In the days before digital downloads and the internet, “Country Porn” was sold through the mail. The songs on the record had sexually explicit lyrics and, even 40 years before #MeToo, the record was criticized as puerile and misogynistic. 

But for a brief moment it made Chavin a member of a tiny fraternity of popular Jewish country-and-western musicians, including Steve Goodman, Ray Benson and Friedman, his actual fraternity brother at UT.

“Chinga went way over the line, [saying things] that people didn’t think he should be saying,” Friedman said last week, using Chavin’s nickname. “Anything that was not suitable was perfect for Chinga.”

Chavin, also known as “Nick,” died in Boca Raton, Florida on March 15. His death was confirmed by his daughter, Brandi Chavin, who said the cause of death was uncertain but that many of his organs were failing.

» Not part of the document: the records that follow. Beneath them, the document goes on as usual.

//! Course handlers: CRUD, enrollment and content attachment.
//!
//! Creation is role-guarded; update, delete and attachment apply the
//! ownership policy after the course is loaded.

use axum::{
    Json,
    extract::{Multipart, Path, Query, State},
    http::StatusCode,
};
use bytes::Bytes;

use crate::{
    AppState,
    api::models::{
        contents::ContentKind,
        courses::{AttachContentResponse, CourseCreate, CourseResponse, CourseUpdate},
        pagination::Pagination,
        users::{CurrentUser, Role},
    },
    auth::policy,
    db::{
        handlers::{Contents, Courses, Repository, courses::CourseFilter},
        models::{
            contents::ContentCreateDBRequest,
            courses::{CourseCreateDBRequest, CourseDBResponse, CourseUpdateDBRequest},
        },
    },
    errors::Error,
    types::{ContentId, CourseId, Operation},
};

/// Roles allowed to create courses.
const COURSE_CREATOR_ROLES: [Role; 2] = [Role::Instructor, Role::Admin];
/// Roles that may mutate a course they did not create.
const COURSE_OVERRIDE_ROLES: [Role; 1] = [Role::Admin];

async fn load_course(conn: &mut sqlx::SqliteConnection, id: CourseId) -> Result<CourseDBResponse, Error> {
    Courses::new(conn).get_by_id(id).await?.ok_or_else(|| Error::NotFound {
        resource: "Course".to_string(),
        id: id.to_string(),
    })
}

/// Create a course
#[utoipa::path(
    post,
    path = "/api/v1/courses",
    request_body = CourseCreate,
    tag = "courses",
    responses(
        (status = 201, description = "Course created", body = CourseResponse),
        (status = 400, description = "Missing title or description"),
        (status = 401, description = "Not authenticated"),
        (status = 403, description = "Role not allowed"),
    ),
    security(("bearer_token" = []), ("access_token_cookie" = []))
)]
#[tracing::instrument(skip_all, fields(user_id = %user.id))]
pub async fn create_course(
    State(state): State<AppState>,
    user: CurrentUser,
    Json(request): Json<CourseCreate>,
) -> Result<(StatusCode, Json<CourseResponse>), Error> {
    policy::authorize(&user, &COURSE_CREATOR_ROLES, Operation::Create, "courses")?;

    if request.title.trim().is_empty() || request.description.trim().is_empty() {
        return Err(Error::BadRequest {
            message: "Title and description are required".to_string(),
        });
    }

    let mut conn = state.db.acquire().await.map_err(|e| Error::Database(e.into()))?;
    let course = Courses::new(&mut conn)
        .create(&CourseCreateDBRequest {
            title: request.title.trim().to_string(),
            description: request.description.trim().to_string(),
            instructor_id: user.id,
        })
        .await?;

    Ok((StatusCode::CREATED, Json(CourseResponse::from(course))))
}

/// List courses
#[utoipa::path(
    get,
    path = "/api/v1/courses",
    params(Pagination),
    tag = "courses",
    responses(
        (status = 200, description = "Courses", body = [CourseResponse]),
        (status = 401, description = "Not authenticated"),
    ),
    security(("bearer_token" = []), ("access_token_cookie" = []))
)]
#[tracing::instrument(skip_all)]
pub async fn list_courses(
    State(state): State<AppState>,
    _user: CurrentUser,
    Query(pagination): Query<Pagination>,
) -> Result<Json<Vec<CourseResponse>>, Error> {
    let mut conn = state.db.acquire().await.map_err(|e| Error::Database(e.into()))?;
    let courses = Courses::new(&mut conn)
        .list(&CourseFilter::new(pagination.offset(), pagination.limit()))
        .await?;

    Ok(Json(courses.into_iter().map(CourseResponse::from).collect()))
}

/// Get a course by ID
#[utoipa::path(
    get,
    path = "/api/v1/courses/{id}",
    params(("id" = String, Path, description = "Course ID")),
    tag = "courses",
    responses(
        (status = 200, description = "Course", body = CourseResponse),
        (status = 401, description = "Not authenticated"),
        (status = 404, description = "Course not found"),
    ),
    security(("bearer_token" = []), ("access_token_cookie" = []))
)]
#[tracing::instrument(skip_all)]
pub async fn get_course(
    State(state): State<AppState>,
    _user: CurrentUser,
    Path(id): Path<CourseId>,
) -> Result<Json<CourseResponse>, Error> {
    let mut conn = state.db.acquire().await.map_err(|e| Error::Database(e.into()))?;
    let course = load_course(&mut conn, id).await?;
    Ok(Json(CourseResponse::from(course)))
}

/// Update a course (creator or admin)
#[utoipa::path(
    put,
    path = "/api/v1/courses/{id}",
    params(("id" = String, Path, description = "Course ID")),
    request_body = CourseUpdate,
    tag = "courses",
    responses(
        (status = 200, description = "Course updated", body = CourseResponse),
        (status = 401, description = "Not authenticated"),
        (status = 403, description = "Not the creator"),
        (status = 404, description = "Course not found"),
    ),
    security(("bearer_token" = []), ("access_token_cookie" = []))
)]
#[tracing::instrument(skip_all, fields(user_id = %user.id))]
pub async fn update_course(
    State(state): State<AppState>,
    user: CurrentUser,
    Path(id): Path<CourseId>,
    Json(request): Json<CourseUpdate>,
) -> Result<Json<CourseResponse>, Error> {
    let mut conn = state.db.acquire().await.map_err(|e| Error::Database(e.into()))?;

    // Ownership needs the stored creator, so the course is loaded first
    let course = load_course(&mut conn, id).await?;
    policy::authorize_owner(&user, course.instructor_id, &COURSE_OVERRIDE_ROLES, Operation::Update, "this course")?;

    let updated = Courses::new(&mut conn)
        .update(
            id,
            &CourseUpdateDBRequest {
                title: request.title,
                description: request.description,
            },
        )
        .await?;

    Ok(Json(CourseResponse::from(updated)))
}

/// Delete a course (creator or admin)
#[utoipa::path(
    delete,
    path = "/api/v1/courses/{id}",
    params(("id" = String, Path, description = "Course ID")),
    tag = "courses",
    responses(
        (status = 204, description = "Course deleted"),
        (status = 401, description = "Not authenticated"),
        (status = 403, description = "Not the creator"),
        (status = 404, description = "Course not found"),
    ),
    security(("bearer_token" = []), ("access_token_cookie" = []))
)]
#[tracing::instrument(skip_all, fields(user_id = %user.id))]
pub async fn delete_course(
    State(state): State<AppState>,
    user: CurrentUser,
    Path(id): Path<CourseId>,
) -> Result<StatusCode, Error> {
    let mut conn = state.db.acquire().await.map_err(|e| Error::Database(e.into()))?;

    let course = load_course(&mut conn, id).await?;
    policy::authorize_owner(&user, course.instructor_id, &COURSE_OVERRIDE_ROLES, Operation::Delete, "this course")?;

    Courses::new(&mut conn).delete(id).await?;
    Ok(StatusCode::NO_CONTENT)
}

/// Enroll the authenticated user in a course
#[utoipa::path(
    post,
    path = "/api/v1/courses/{id}/enroll",
    params(("id" = String, Path, description = "Course ID")),
    tag = "courses",
    responses(
        (status = 200, description = "Enrolled", body = CourseResponse),
        (status = 400, description = "Already enrolled"),
        (status = 401, description = "Not authenticated"),
        (status = 404, description = "Course not found"),
    ),
    security(("bearer_token" = []), ("access_token_cookie" = []))
)]
#[tracing::instrument(skip_all, fields(user_id = %user.id))]
pub async fn enroll(
    State(state): State<AppState>,
    user: CurrentUser,
    Path(id): Path<CourseId>,
) -> Result<Json<CourseResponse>, Error> {
    let mut conn = state.db.acquire().await.map_err(|e| Error::Database(e.into()))?;

    let course = load_course(&mut conn, id).await?;

    let mut courses = Courses::new(&mut conn);
    if !courses.enroll_student(course.id, user.id).await? {
        return Err(Error::BadRequest {
            message: "You are already enrolled in this course".to_string(),
        });
    }

    let course = load_course(&mut conn, id).await?;
    Ok(Json(CourseResponse::from(course)))
}

/// Multipart fields accepted by the attach-content endpoint.
#[derive(Default)]
struct AttachContentForm {
    content_id: Option<String>,
    title: Option<String>,
    description: Option<String>,
    kind: Option<String>,
    file: Option<(String, Bytes)>,
}

async fn read_attach_form(multipart: &mut Multipart) -> Result<AttachContentForm, Error> {
    let mut form = AttachContentForm::default();

    while let Some(field) = multipart.next_field().await.map_err(|e| Error::BadRequest {
        message: format!("Invalid multipart request: {e}"),
    })? {
        let name = field.name().unwrap_or_default().to_string();
        let text_error = |e| Error::BadRequest {
            message: format!("Invalid multipart request: {e}"),
        };
        match name.as_str() {
            "content_id" => form.content_id = Some(field.text().await.map_err(text_error)?),
            "title" => form.title = Some(field.text().await.map_err(text_error)?),
            "description" => form.description = Some(field.text().await.map_err(text_error)?),
            "kind" => form.kind = Some(field.text().await.map_err(text_error)?),
            "file" => {
                let file_name = field.file_name().unwrap_or("upload").to_string();
                let bytes = field.bytes().await.map_err(text_error)?;
                form.file = Some((file_name, bytes));
            }
            _ => {}
        }
    }

    Ok(form)
}

/// Attach content to a course: either an existing content item by ID, or a
/// fresh upload through the media collaborator.
#[utoipa::path(
    post,
    path = "/api/v1/courses/{id}/contents",
    params(("id" = String, Path, description = "Course ID")),
    tag = "courses",
    responses(
        (status = 200, description = "Content attached", body = AttachContentResponse),
        (status = 400, description = "Nothing to attach, duplicate attachment, or upload failed"),
        (status = 401, description = "Not authenticated"),
        (status = 403, description = "Not the creator"),
        (status = 404, description = "Course or content not found"),
    ),
    security(("bearer_token" = []), ("access_token_cookie" = []))
)]
#[tracing::instrument(skip_all, fields(user_id = %user.id))]
pub async fn add_content(
    State(state): State<AppState>,
    user: CurrentUser,
    Path(id): Path<CourseId>,
    mut multipart: Multipart,
) -> Result<Json<AttachContentResponse>, Error> {
    let form = read_attach_form(&mut multipart).await?;

    let mut conn = state.db.acquire().await.map_err(|e| Error::Database(e.into()))?;

    let course = load_course(&mut conn, id).await?;
    policy::authorize_owner(&user, course.instructor_id, &COURSE_OVERRIDE_ROLES, Operation::Update, "this course")?;

    let added_content_id: ContentId = if let Some(content_id) = form.content_id {
        // Attach an existing content item
        let content_id: ContentId = content_id.trim().parse().map_err(|_| Error::BadRequest {
            message: "Invalid content ID".to_string(),
        })?;

        let mut contents = Contents::new(&mut conn);
        contents.get_by_id(content_id).await?.ok_or_else(|| Error::NotFound {
            resource: "Content".to_string(),
            id: content_id.to_string(),
        })?;

        if !Courses::new(&mut conn).attach_content(id, content_id).await? {
            return Err(Error::BadRequest {
                message: "Content already exists in the course".to_string(),
            });
        }
        content_id
    } else if let Some((file_name, bytes)) = form.file {
        // Upload a new content item through the media collaborator. The
        // upload degrades to None on failure; that is surfaced here.
        let media = state.media.upload(&file_name, bytes).await.ok_or_else(|| Error::BadRequest {
            message: "Unable to upload file to media storage".to_string(),
        })?;

        let kind = match form.kind {
            Some(kind) => kind.parse::<ContentKind>().map_err(|e| Error::BadRequest { message: e })?,
            None => ContentKind::Other,
        };

        let content = Contents::new(&mut conn)
            .create(&ContentCreateDBRequest {
                title: form.title.filter(|t| !t.trim().is_empty()).unwrap_or(file_name),
                description: form.description,
                kind,
                file_url: media.url,
                duration: media.duration.unwrap_or(0.0).round() as i64,
                tags: Vec::new(),
                instructor_id: user.id,
            })
            .await?;

        Courses::new(&mut conn).attach_content(id, content.id).await?;
        content.id
    } else {
        return Err(Error::BadRequest {
            message: "Either content_id or a file must be provided".to_string(),
        });
    };

    let course = load_course(&mut conn, id).await?;
    Ok(Json(AttachContentResponse {
        course: CourseResponse::from(course),
        added_content_id,
    }))
}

He was 78. 

Chavin’s advertising career brought him into contact with some of New York City’s major real estate moguls. He became very close friends with Robert Durst, when he was still better known as the scion of the Durst real estate family rather than a convicted murderer. Durst hung around Chavin’s band when Chavin first came to New York, said Michael Bart, a bandmate who also worked with Chavin in the advertising industry. Bart attended the bris for Chavin’s son, at which Durst jokingly brandished a butcher’s knife.

“Durst thought that was hysterically funny,” recalled Bart.

Chavin and Durst started running around New York together in the early 1980s and, according to Rolling Stone, partied at the Plato’s Retreat sex club and the Mudd Club, the seminal punk rock venue. In a deposition given a year before Durst’s murder trial in 2020, Chavin told the court that Durst had confessed to killing their mutual friend, Susan Berman, the crime for which Durst would be convicted. And Chavin said that before she died, Berman told him that Durst had admitted killing his wife.

Chavin was born in Chicago on July 3, 1944. His parents, Muriel and Irving Chavin, moved to El Paso when Chavin was in the eighth grade.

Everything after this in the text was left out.